In Koelsch, the we-before-me ideology is evident.

“I pride myself on being a team player above all,” said Koelsch.

“I just make sure to play the angles really well, make sure everyone is playing cohesively and communicating. I’m not necessarily the fastest the guy on the field, but I like to play off the ball and make sure nobody is getting an open look.”

On Thursday, Yorktown renews its classic cross-town rivalry with Mahopac.

Koelsch is likely to match up with the Indians’ Ross Thompson, a crafty scorer recognized for his ability to carve through traffic and fire on the fly.

Yorktown is slated for a date with the nation’s elite in Chaminade on Saturday.

Koelsch, who said he loves playing against this team, will again savor the challenge of locking up on a blue chip recruit.

Koelsch will guard Virginia-signee Ryan Lukovic, widely regarded as one the country's top players.

“He marks the other team’s top scorer,” said Mariano. “Sometimes it’s just a natural matchup for him.”

Derek Koelsch, who authored a memorable career between-the-pipes at Yorktown, sparked his little brother’s lacrosse interest during their elementary school stages.

Derek now plays at Trinity College in Hartford, though he’s been hampered by a torn ACL. Derek anchored the Huskers defensive unit and shaped his younger brother’s defensive thinking, imploring Trevor to be physical and work at a furious pace.

Big bro knows best.

The mad worker mentality ingrained in Koelsch has spread through the locker room.

The aforementioned Fusco was quick to note this.

“His talent is directly linked to his non-stop hard work and dedication to get better,” said Fusco, who now plays at Drexel.

“That dedication is to help the team succeed and make those around him better as well.”

Yorktown-JHU Pipeline

 Johns Hopkins' historic and current success with Yorktown helped spur Koelsch's decision to sign with the Blue Jays.

 A busload of Yorktown graduates—Rob Doerr, Chris Watson, Brian Carcaterra, Dave and Scott Marr to name a few—stamped their imprint at the traditional NCAA power. Former Husker teammates John Ranagan and Kevin Interlicchio are currently plying their trade for the Blue Jays.

“Obviously it is John Hopkins and they are just a phenomenal program,” said Koelsch.

 “In addition to that, when you look at the history of guys going there from Yorktown and achieving, it just made it an easier decision. You step on the campus, and it feels kind of like Yorktown. The way practices are run, the way the games are, it’s similar. I felt right at home.”

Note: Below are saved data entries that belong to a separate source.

//! Trade volume statistics.

use rust_decimal::Decimal;
use serde::Deserialize;

/// Aggregate traded volume for a pair.
#[derive(Debug, Clone, PartialEq, Deserialize)]
#[serde(rename_all = "camelCase")]
pub struct TradeVolume {
    pub pair: String,
    /// Volume in the base currency.
    pub volume: Decimal,
    #[serde(default)]
    pub quote_volume: Option<Decimal>,
    #[serde(default)]
    pub trade_count: Option<u64>,
}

Exactly when Yorktown emerged into the Hopkins pipeline is still open to question, but a spring chicken of Koeslch’s caliber can date it back to 2001.

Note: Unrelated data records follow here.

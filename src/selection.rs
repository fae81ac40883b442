//! The globally selected trading pair.
//!
//! [`PairSelector`] is the single source of truth for which pair the feed
//! follows. It is cheap to clone and hands out `watch` receivers so any
//! number of consumers can react to changes.

use std::sync::Arc;

use tokio::sync::watch;
use tracing::{debug, info};

use crate::models::TradingPair;

/// Injectable holder for the selected pair.
#[derive(Debug, Clone)]
pub struct PairSelector {
    tx: Arc<watch::Sender<Option<TradingPair>>>,
}

impl PairSelector {
    /// Creates a selector holding `initial`.
    pub fn new(initial: Option<TradingPair>) -> Self {
        let (tx, _rx) = watch::channel(initial);
        Self { tx: Arc::new(tx) }
    }

    /// Selects `pair`, notifying receivers only if its code differs from the
    /// current one. Returns `true` if a notification was sent.
    pub fn set_selected_pair(&self, pair: Option<TradingPair>) -> bool {
        let new_code = pair.as_ref().map(|p| p.value.clone());

        let changed = self.tx.send_if_modified(|current| {
            let unchanged = match (current.as_ref(), pair.as_ref()) {
                (Some(current), Some(new)) => current.same_code(new),
                (None, None) => true,
                _ => false,
            };
            if !unchanged {
                *current = pair;
            }
            !unchanged
        });

        if changed {
            info!(pair = new_code.as_deref(), "Selected pair changed");
        } else {
            debug!(pair = new_code.as_deref(), "Pair already selected, skipping");
        }
        changed
    }

    /// Returns the currently selected pair.
    pub fn current_pair(&self) -> Option<TradingPair> {
        self.tx.borrow().clone()
    }

    /// Returns just the code of the currently selected pair.
    pub fn current_code(&self) -> Option<String> {
        self.tx.borrow().as_ref().map(|p| p.value.clone())
    }

    /// Returns a receiver notified on every effective change.
    pub fn subscribe(&self) -> watch::Receiver<Option<TradingPair>> {
        self.tx.subscribe()
    }
}

impl Default for PairSelector {
    fn default() -> Self {
        Self::new(None)
    }
}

Koelsch was a high-octane, smurf-sized six-year-old watching the Huskers from the jam-packed bleachers. He kept an eye on a big, aggressive defenseman in then-Yorktown senior Chris Watson.

Watson left his fingerprints all over the Blue Jays’ lacrosse history book. He blanketed and altered the shots of a highly explosive Duke offense, helping propel Hopkins to a 2005 national championship.

Derek and Trevor were both in attendance, encased in Hopkins lacrosse shirts. They serenaded the local product with a chorus of cheers after the game, visiting him for a brief conversation outside the locker room.

Watson’s family has always been tight with the Koelsch family. As a teenager, Watson looked after both of them.
 Watson noticed both Trevor and Derek's passion for the sport take root at a very early age. As a youth coach who contributed to the grass-roots lacrosse community, Watson was a mentor for both brothers.

“He (Watson) was pretty much my role model,” said Koelsch. “I patterned my game around his. He was someone who was very influential on my career. Of course my biggest influence was my brother, who was just always there for me.”

One sun-baked spring day, Watson told the Koelsch brothers he was eager to introduce them to someone.
Watson then drove them to the home of the late and legendary Charlie Murphy.

Murphy, the unquestioned Godfather of Yorktown lacrosse, was pleased to host the young guests. 

He entertained all three with hours and hours of lacrosse stories. He schooled Derek and Trevor on the Huskers’ tradition and pattern of excellence.

“He was a great guy,” said Trevor Koelsch.